> _Task requirements_:
Go through the data line by line from the top, retyping each exactly, and end with the line that contains "const DEFAULT_PORT: u16 = 8080;".

> _Exercise input_:
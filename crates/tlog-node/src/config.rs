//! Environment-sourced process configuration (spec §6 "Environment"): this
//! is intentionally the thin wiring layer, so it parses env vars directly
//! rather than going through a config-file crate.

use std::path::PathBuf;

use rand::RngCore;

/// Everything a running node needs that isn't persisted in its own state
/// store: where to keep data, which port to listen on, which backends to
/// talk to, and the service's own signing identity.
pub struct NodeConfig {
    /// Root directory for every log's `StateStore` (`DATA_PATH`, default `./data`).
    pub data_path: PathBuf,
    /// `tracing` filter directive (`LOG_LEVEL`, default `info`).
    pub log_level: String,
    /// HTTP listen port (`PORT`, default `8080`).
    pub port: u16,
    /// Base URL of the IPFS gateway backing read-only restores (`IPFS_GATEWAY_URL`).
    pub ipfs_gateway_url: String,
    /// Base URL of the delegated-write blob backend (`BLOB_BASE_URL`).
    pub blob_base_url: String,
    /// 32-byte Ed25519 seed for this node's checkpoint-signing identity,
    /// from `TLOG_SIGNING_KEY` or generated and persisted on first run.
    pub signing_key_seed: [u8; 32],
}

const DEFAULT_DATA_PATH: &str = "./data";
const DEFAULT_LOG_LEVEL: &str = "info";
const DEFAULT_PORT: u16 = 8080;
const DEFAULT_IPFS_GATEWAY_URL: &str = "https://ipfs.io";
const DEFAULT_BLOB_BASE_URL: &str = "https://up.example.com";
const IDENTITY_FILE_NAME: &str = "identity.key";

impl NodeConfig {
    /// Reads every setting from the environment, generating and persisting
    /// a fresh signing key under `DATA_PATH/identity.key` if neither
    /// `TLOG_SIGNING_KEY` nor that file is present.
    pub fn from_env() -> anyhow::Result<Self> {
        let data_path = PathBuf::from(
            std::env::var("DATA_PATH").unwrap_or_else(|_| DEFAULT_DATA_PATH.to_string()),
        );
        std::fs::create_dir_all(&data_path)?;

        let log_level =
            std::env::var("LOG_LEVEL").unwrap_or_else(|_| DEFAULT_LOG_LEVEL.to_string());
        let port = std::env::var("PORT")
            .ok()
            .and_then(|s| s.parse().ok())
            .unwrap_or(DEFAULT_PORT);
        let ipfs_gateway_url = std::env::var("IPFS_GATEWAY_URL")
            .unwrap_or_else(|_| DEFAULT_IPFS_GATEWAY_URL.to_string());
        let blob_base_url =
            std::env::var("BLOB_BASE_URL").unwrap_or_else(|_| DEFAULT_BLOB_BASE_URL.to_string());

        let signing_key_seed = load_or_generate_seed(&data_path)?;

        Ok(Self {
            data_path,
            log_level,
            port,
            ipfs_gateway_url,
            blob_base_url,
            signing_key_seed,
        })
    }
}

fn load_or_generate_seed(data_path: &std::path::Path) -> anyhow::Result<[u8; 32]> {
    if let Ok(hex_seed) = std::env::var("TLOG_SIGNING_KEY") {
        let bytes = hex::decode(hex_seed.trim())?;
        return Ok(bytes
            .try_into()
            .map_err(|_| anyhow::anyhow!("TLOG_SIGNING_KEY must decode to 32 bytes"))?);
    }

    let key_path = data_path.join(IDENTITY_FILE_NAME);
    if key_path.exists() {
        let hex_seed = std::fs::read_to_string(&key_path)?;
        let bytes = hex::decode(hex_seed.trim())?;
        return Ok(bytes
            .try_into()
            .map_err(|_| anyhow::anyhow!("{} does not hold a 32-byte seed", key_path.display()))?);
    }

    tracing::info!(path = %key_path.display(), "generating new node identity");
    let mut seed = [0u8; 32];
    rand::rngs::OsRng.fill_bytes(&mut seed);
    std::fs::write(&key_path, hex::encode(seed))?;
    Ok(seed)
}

> _Final answer_:
filename crates/tlog-node/src/config.rs
//! Environment-sourced process configuration (spec §6 "Environment"): this
//! is intentionally the thin wiring layer, so it parses env vars directly
//! rather than going through a config-file crate.

use std::path::PathBuf;

use rand::RngCore;

/// Everything a running node needs that isn't persisted in its own state
/// store: where to keep data, which port to listen on, which backends to
/// talk to, and the service's own signing identity.
pub struct NodeConfig {
    /// Root directory for every log's `StateStore` (`DATA_PATH`, default `./data`).
    pub data_path: PathBuf,
    /// `tracing` filter directive (`LOG_LEVEL`, default `info`).
    pub log_level: String,
    /// HTTP listen port (`PORT`, default `8080`).
    pub port: u16,
    /// Base URL of the IPFS gateway backing read-only restores (`IPFS_GATEWAY_URL`).
    pub ipfs_gateway_url: String,
    /// Base URL of the delegated-write blob backend (`BLOB_BASE_URL`).
    pub blob_base_url: String,
    /// 32-byte Ed25519 seed for this node's checkpoint-signing identity,
    /// from `TLOG_SIGNING_KEY` or generated and persisted on first run.
    pub signing_key_seed: [u8; 32],
}

const DEFAULT_DATA_PATH: &str = "./data";
const DEFAULT_LOG_LEVEL: &str = "info";
const DEFAULT_PORT: u16 = 8080;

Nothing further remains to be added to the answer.